Climate data for Smithfield Twp, Elevation 620 ft (189 m), 1981-2010 normals, extremes 1981-2018
| Month | Jan | Feb | Mar | Apr | May | Jun | Jul | Aug | Sep | Oct | Nov | Dec | Year |
| Record high °F (°C) | 68.4 (20.2) | 76.7 (24.8) | 86.0 (30.0) | 94.2 (34.6) | 94.5 (34.7) | 95.2 (35.1) | 100.0 (37.8) | 98.5 (36.9) | 96.2 (35.7) | 87.9 (31.1) | 79.2 (26.2) | 71.0 (21.7) | 100.0 (37.8) |
| Mean daily maximum °F (°C) | 35.6 (2.0) | 39.4 (4.1) | 48.4 (9.1) | 61.1 (16.2) | 71.5 (21.9) | 79.5 (26.4) | 83.3 (28.5) | 81.9 (27.7) | 74.7 (23.7) | 63.2 (17.3) | 51.9 (11.1) | 40.0 (4.4) | 61.0 (16.1) |
| Daily mean °F (°C) | 26.4 (−3.1) | 29.4 (−1.4) | 37.4 (3.0) | 48.7 (9.3) | 58.8 (14.9) | 67.5 (19.7) | 71.8 (22.1) | 70.4 (21.3) | 63.1 (17.3) | 51.5 (10.8) | 41.8 (5.4) | 31.4 (−0.3) | 49.9 (9.9) |
| Mean daily minimum °F (°C) | 17.2 (−8.2) | 19.4 (−7.0) | 26.4 (−3.1) | 36.3 (2.4) | 46.1 (7.8) | 55.5 (13.1) | 60.3 (15.7) | 59.0 (15.0) | 51.4 (10.8) | 39.7 (4.3) | 31.7 (−0.2) | 22.8 (−5.1) | 38.9 (3.8) |
| Record low °F (°C) | −18.4 (−28.0) | −9.0 (−22.8) | −0.7 (−18.2) | 14.1 (−9.9) | 27.4 (−2.6) | 36.3 (2.4) | 42.5 (5.8) | 37.9 (3.3) | 29.9 (−1.2) | 19.7 (−6.8) | 5.6 (−14.7) | −7.4 (−21.9) | −18.4 (−28.0) |
| Average precipitation inches (mm) | 3.38 (86) | 2.96 (75) | 3.63 (92) | 4.10 (104) | 4.42 (112) | 4.47 (114) | 4.49 (114) | 4.38 (111) | 4.94 (125) | 4.75 (121) | 4.00 (102) | 4.07 (103) | 49.59 (1,260) |
| Average snowfall inches (cm) | 12.3 (31) | 8.9 (23) | 9.2 (23) | 2.2 (5.6) | 0.0 (0.0) | 0.0 (0.0) | 0.0 (0.0) | 0.0 (0.0) | 0.0 (0.0) | 0.1 (0.25) | 2.3 (5.8) | 7.4 (19) | 42.4 (108) |
| Average relative humidity (%) | 69.3 | 64.2 | 59.6 | 57.1 | 61.5 | 68.6 | 68.8 | 71.6 | 72.5 | 70.4 | 69.3 | 70.5 | 67.0 |
| Average dew point °F (°C) | 17.7 (−7.9) | 18.8 (−7.3) | 24.6 (−4.1) | 34.2 (1.2) | 45.6 (7.6) | 56.8 (13.8) | 61.0 (16.1) | 60.8 (16.0) | 54.1 (12.3) | 42.2 (5.7) | 32.5 (0.3) | 22.9 (−5.1) | 39.4 (4.1) |
Source: PRISM

==Transportation==

As of 2019, there were 72.60 mi of public roads in Smithfield Township, of which 18.57 mi were maintained by the Pennsylvania Department of Transportation (PennDOT) and 54.03 mi were maintained by the township.
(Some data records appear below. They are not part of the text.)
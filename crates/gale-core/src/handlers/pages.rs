//! Site-backed endpoints: the root listing page, the random-image page,
//! and the `file/` existence probe.

use crate::site::{self, SiteDir, LINKS_PLACEHOLDER};
use crate::{Response, ResponseBuilder, Result, StatusCode};

/// Body served by the `file/` route when the probed path exists.
///
/// Raw file contents are deliberately not sent back.
const FILE_STUB_BODY: &str = "The file is there, but raw file serving is switched off.";

/// The root page: `root.html` with its links placeholder replaced by the
/// site directory listing
pub fn root_page(site: &SiteDir) -> Result<Response> {
    let page = String::from_utf8_lossy(&site.read("root.html")?).into_owned();
    let page = page.replace(LINKS_PLACEHOLDER, &site.render_links()?);
    Ok(Response::html(page))
}

/// The fixed random-image page, served verbatim from `index.html`
pub fn random_page(site: &SiteDir) -> Result<Response> {
    Ok(Response::html(site.read("index.html")?))
}

/// Probe whether `path` exists; the body is a stub either way
pub fn file_probe(path: &str) -> Response {
    if site::path_exists(path) {
        ResponseBuilder::new(StatusCode::OK)
            .header("Content-Type", "text/html; charset=utf-8")
            .body(FILE_STUB_BODY)
            .build()
    } else {
        ResponseBuilder::new(StatusCode::NOT_FOUND)
            .header("Content-Type", "text/html; charset=utf-8")
            .body(format!("File not found: {}", path))
            .build()
    }
}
Interstate 80 is the most prominent highway serving Smithfield Township. It follows the Keystone Shortway along an east–west alignment through the southwestern portion of the township. U.S. Route 209 enters the township concurrently with I-80, then turns northeastward and follows Seven Bridge Road, Marshalls Creek Bypass and Milford Road through the heart of the township. U.S. Route 209 Business begins at US 209 near the northeastern edge of the township and follows Milford Road southwestward across the northwestern portion of the township. Pennsylvania Route 402 begins at US 209 Business and heads northward across the northeastern portion of the township. Finally, Pennsylvania Route 447 begins at US 209 and heads northwestward along Independence Road across the western portion of the township.

==Ecology==

According to the A. W. Kuchler U.S. potential natural vegetation types, Smithfield Township would have a dominant vegetation type of Appalachian Oak (104) with a dominant vegetation form of Eastern Hardwood Forest (25). The peak spring bloom typically occurs in late-April and peak fall color usually occurs in mid-October. The plant hardiness zone is 6a with an average annual extreme minimum air temperature of -5.8 °F.